Sidney Abrahams


Sir Sidney Solomon Abrahams , nicknamed Solly, was a British Olympic athlete and 26th Chief Justice of Ceylon. He was the older brother of famed Olympian Harold Abrahams.

Early life

Born in Birmingham, England, Abrahams was educated at Bedford Modern School and Emmanuel College, Cambridge.
He competed at athletics for Cambridge University from 1904 to 1906. At the unofficial Olympiad, the 1906 'Intercalated Games' held in Athens, he finished fifth in the long jump with 6.21 metres. At the 1912 Stockholm Olympics he finished in eleventh place in the same event with 6.72 metres.

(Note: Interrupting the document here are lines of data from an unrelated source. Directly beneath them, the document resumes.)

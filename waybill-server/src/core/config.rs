//! 服务器配置 - 所有可调项
//!
//! # 环境变量
//!
//! | 环境变量 | 默认值 | 说明 |
//! |----------|--------|------|
//! | WORK_DIR | /var/lib/waybill | 工作目录（数据库、日志） |
//! | HTTP_PORT | 3000 | HTTP 服务端口 |
//! | ENVIRONMENT | development | 运行环境 |
//! | FLEET_API_URL | https://api.fleet.example.com | 上游 fleet API 地址 |
//! | FLEET_API_TOKEN | (空) | 上游 API bearer token |
//! | FLEET_CLIENT_KEY | demo-client | 默认 client key |
//! | FLEET_TEAM_ID | 101 | 上游 team id |
//! | REQUEST_TIMEOUT_MS | 30000 | 上游请求超时(毫秒) |
//! | CACHE_TTL_SECS | 300 | 查询缓存 TTL(秒) |
//! | CACHE_CAPACITY | 128 | 查询缓存容量(条目数) |
//!
//! # 示例
//!
//! ```ignore
//! WORK_DIR=/data/waybill HTTP_PORT=8080 cargo run
//! ```

use std::path::PathBuf;

#[derive(Debug, Clone)]
pub struct Config {
    /// 工作目录，存储数据库和日志文件
    pub work_dir: String,
    /// HTTP API 服务端口
    pub http_port: u16,
    /// 运行环境: development | staging | production
    pub environment: String,

    // === 上游 fleet API ===
    /// 上游 API 地址
    pub fleet_api_url: String,
    /// 上游 API bearer token
    pub fleet_api_token: String,
    /// 刷新时的默认 client key
    pub fleet_client_key: String,
    /// 上游 team id
    pub fleet_team_id: String,
    /// 上游请求超时 (毫秒)
    pub request_timeout_ms: u64,

    // === 查询缓存 ===
    /// 缓存条目 TTL (秒)
    pub cache_ttl_secs: u64,
    /// 缓存容量 (条目数)
    pub cache_capacity: usize,
}

impl Config {
    /// 从环境变量加载配置，未设置的使用默认值
    pub fn from_env() -> Self {
        Self {
            work_dir: std::env::var("WORK_DIR").unwrap_or_else(|_| "/var/lib/waybill".into()),
            http_port: std::env::var("HTTP_PORT")
                .ok()
                .and_then(|p| p.parse().ok())
                .unwrap_or(3000),
            environment: std::env::var("ENVIRONMENT").unwrap_or_else(|_| "development".into()),
            fleet_api_url: std::env::var("FLEET_API_URL")
                .unwrap_or_else(|_| "https://api.fleet.example.com".into()),
            fleet_api_token: std::env::var("FLEET_API_TOKEN").unwrap_or_default(),
            fleet_client_key: std::env::var("FLEET_CLIENT_KEY")
                .unwrap_or_else(|_| "demo-client".into()),
            fleet_team_id: std::env::var("FLEET_TEAM_ID").unwrap_or_else(|_| "101".into()),
            request_timeout_ms: std::env::var("REQUEST_TIMEOUT_MS")
                .ok()
                .and_then(|p| p.parse().ok())
                .unwrap_or(30000),
            cache_ttl_secs: std::env::var("CACHE_TTL_SECS")
                .ok()
                .and_then(|p| p.parse().ok())
                .unwrap_or(300),
            cache_capacity: std::env::var("CACHE_CAPACITY")
                .ok()
                .and_then(|p| p.parse().ok())
                .unwrap_or(128),
        }
    }

    /// 确保工作目录结构存在
    pub fn ensure_work_dir_structure(&self) -> std::io::Result<()> {
        std::fs::create_dir_all(self.database_dir())?;
        std::fs::create_dir_all(self.logs_dir())?;
        Ok(())
    }

    pub fn database_dir(&self) -> PathBuf {
        PathBuf::from(&self.work_dir).join("database")
    }

    pub fn logs_dir(&self) -> PathBuf {
        PathBuf::from(&self.work_dir).join("logs")
    }

    pub fn is_production(&self) -> bool {
        self.environment == "production"
    }
}

impl Default for Config {
    fn default() -> Self {
        Self::from_env()
    }
}
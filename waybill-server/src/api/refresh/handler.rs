//! Refresh API Handlers

use axum::{
    Json,
    extract::{Query, State},
};
use chrono::{NaiveDate, Utc};
use serde::{Deserialize, Serialize};
use tokio_util::sync::CancellationToken;

use crate::core::ServerState;
use crate::sync::{RefreshMode, RefreshReport};
use crate::utils::{AppError, AppResult};

#[derive(Debug, Deserialize)]
pub struct RefreshParams {
    pub mode: RefreshMode,
    /// Single day; defaults to today when no range is given.
    pub date: Option<NaiveDate>,
    /// Inclusive multi-day range (overrides `date`).
    pub date_from: Option<NaiveDate>,
    pub date_to: Option<NaiveDate>,
    pub client: Option<String>,
    /// Comma-separated upstream status filter.
    pub status: Option<String>,
}

#[derive(Serialize)]
pub struct RefreshResponse {
    pub reports: Vec<RefreshReport>,
}

/// POST /api/refresh?mode=force|smart - 驱动同步服务
///
/// `force` 先清再拉，`smart` 不清直接合并（保护字段不被覆盖）。
pub async fn refresh(
    State(state): State<ServerState>,
    Query(params): Query<RefreshParams>,
) -> AppResult<Json<RefreshResponse>> {
    let client_key = params
        .client
        .unwrap_or_else(|| state.config.fleet_client_key.clone());
    let statuses: Vec<String> = params
        .status
        .as_deref()
        .unwrap_or_default()
        .split(',')
        .map(str::trim)
        .filter(|s| !s.is_empty())
        .map(str::to_string)
        .collect();
    let status_filter = (!statuses.is_empty()).then_some(statuses.as_slice());

    let sync = state.sync_service();

    let reports = match (params.date_from, params.date_to) {
        (Some(from), Some(to)) => {
            if from > to {
                return Err(AppError::validation("date_from must not be after date_to"));
            }
            sync.refresh_range(params.mode, &client_key, from, to, &CancellationToken::new())
                .await?
        }
        (None, None) => {
            let date = params.date.unwrap_or_else(|| Utc::now().date_naive());
            vec![
                sync.refresh(params.mode, &client_key, date, status_filter)
                    .await?,
            ]
        }
        _ => {
            return Err(AppError::validation(
                "date_from and date_to must be provided together",
            ));
        }
    };

    Ok(Json(RefreshResponse { reports }))
}
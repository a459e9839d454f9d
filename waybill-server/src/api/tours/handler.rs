//! Tour API Handlers
//!
//! Tour id 出现在 path 里（含 `*` 分隔符）；axum 在进入 handler 前
//! 已经做了 percent-decoding。

use axum::{
    Json,
    extract::{Path, Query, State},
};
use serde::Deserialize;
use serde_json::{Map, Value};
use validator::Validate;

use crate::core::ServerState;
use crate::db::models::{ModificationState, Tour};
use crate::edits::TourEditOutcome;
use crate::utils::{AppError, AppResult};

#[derive(Debug, Deserialize)]
pub struct TourListParams {
    /// Calendar day, e.g. `2024-09-23`; prefix match on the tour id's
    /// timestamp part.
    pub date: Option<String>,
}

/// GET /api/tours - Tour 列表（含聚合统计）
pub async fn list(
    State(state): State<ServerState>,
    Query(params): Query<TourListParams>,
) -> AppResult<Json<Vec<Tour>>> {
    let tours = state
        .query_service()
        .list_tours(params.date.as_deref())
        .await?;
    Ok(Json(tours))
}

#[derive(Debug, Deserialize, Validate)]
pub struct TourEditRequest {
    #[validate(length(min = 1, message = "modified_by must not be empty"))]
    pub modified_by: String,
    pub data: Map<String, Value>,
    #[serde(default = "default_propagate")]
    pub propagate_to_orders: bool,
}

fn default_propagate() -> bool {
    true
}

/// PUT /api/tours/:id/edit - Tour 编辑（可传播到订单）
pub async fn edit(
    State(state): State<ServerState>,
    Path(id): Path<String>,
    Json(payload): Json<TourEditRequest>,
) -> AppResult<Json<TourEditOutcome>> {
    payload
        .validate()
        .map_err(|e| AppError::Validation(e.to_string()))?;

    let outcome = state
        .edit_service()
        .apply_tour_edit(
            &id,
            &payload.data,
            &payload.modified_by,
            payload.propagate_to_orders,
        )
        .await?;
    Ok(Json(outcome))
}

/// GET /api/tours/:id/modification-status - 修改状态
pub async fn modification_status(
    State(state): State<ServerState>,
    Path(id): Path<String>,
) -> AppResult<Json<ModificationState>> {
    let tour = state
        .entity_store()
        .tours()
        .find_by_id(&id)
        .await?
        .ok_or_else(|| AppError::not_found(format!("Tour {id} not found")))?;
    Ok(Json(tour.modification))
}
//! Database Module
//!
//! 嵌入式 SurrealDB：磁盘上使用 RocksDb 引擎，测试里使用 Mem 引擎。
//! 索引定义在启动时幂等执行。

pub mod models;
pub mod repository;
pub mod store;

use surrealdb::Surreal;
use surrealdb::engine::local::{Db, Mem, RocksDb};

use crate::utils::AppError;

pub use store::EntityStore;

const NAMESPACE: &str = "waybill";
const DATABASE: &str = "main";

/// Database service, owns the embedded SurrealDB handle
#[derive(Clone)]
pub struct DbService {
    pub db: Surreal<Db>,
}

impl DbService {
    /// Open (or create) the on-disk database at `db_path`.
    pub async fn open(db_path: &str) -> Result<Self, AppError> {
        let db = Surreal::new::<RocksDb>(db_path)
            .await
            .map_err(|e| AppError::Database(format!("Failed to open database: {e}")))?;
        Self::init(db).await
    }

    /// In-memory database for tests.
    pub async fn open_memory() -> Result<Self, AppError> {
        let db = Surreal::new::<Mem>(())
            .await
            .map_err(|e| AppError::Database(format!("Failed to open in-memory database: {e}")))?;
        Self::init(db).await
    }

    async fn init(db: Surreal<Db>) -> Result<Self, AppError> {
        db.use_ns(NAMESPACE)
            .use_db(DATABASE)
            .await
            .map_err(|e| AppError::Database(format!("Failed to select namespace: {e}")))?;

        // 幂等索引定义，替代迁移文件
        db.query(
            "
            DEFINE INDEX IF NOT EXISTS order_client_date ON TABLE order COLUMNS client_id, date;
            DEFINE INDEX IF NOT EXISTS order_tour ON TABLE order COLUMNS tour_id;
            DEFINE INDEX IF NOT EXISTS order_rider_vehicle ON TABLE order COLUMNS rider_name, vehicle_registration;
            DEFINE INDEX IF NOT EXISTS line_item_order ON TABLE line_item COLUMNS order_id;
            DEFINE INDEX IF NOT EXISTS tour_date_idx ON TABLE tour COLUMNS tour_date;
            ",
        )
        .await
        .map_err(|e| AppError::Database(format!("Failed to define indexes: {e}")))?;

        tracing::info!("Database ready (embedded SurrealDB, ns={NAMESPACE} db={DATABASE})");
        Ok(Self { db })
    }
}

At the 1913 Amateur Athletic Association Championships in London, he won the long jump with 6.86 metres.
He studied law at the Middle Temple and was called to the bar in 1909.

Career

He joined the Colonial Service and was Advocate General in Baghdad in 1920 and President of the Civil Courts in Basra in 1921. After serving as Attorney General of Zanzibar, Uganda and Gold Coast, Abrahams was appointed Chief Justice of Uganda in 1933 and Chief Justice of Tanganyika in 1934.
He then served as Chief Justice of Ceylon from 1936-1939 and was knighted in 1936. The most celebrated case he presided over was that of the Australian Mark Anthony Bracegirdle, whom the Governor of British Ceylon Sir Reginald Stubbs was attempting to have deported; the court ruled against the Governor. He was founder-president of the Medico-Legal Society of Ceylon. He was succeeded by John Curtois Howard, after the acting Francis Soertsz. He retired from the bench in 1939.
Sidney Abrahams chaired a Committee on the Administration of Justice in Nigeria. He was later Senior Legal Assistant to the Commonwealth Relations Office, and played a major role in the suspension of the People's Progressive Party Government of Cheddi Jagan in British Guiana in 1953.
He was elected president of the London Athletic Club. Abrahams was the first Jew to hold the post.
Abrahams was married to Ruth Bowman and they had two children, Valerie and Anthony Abrahams.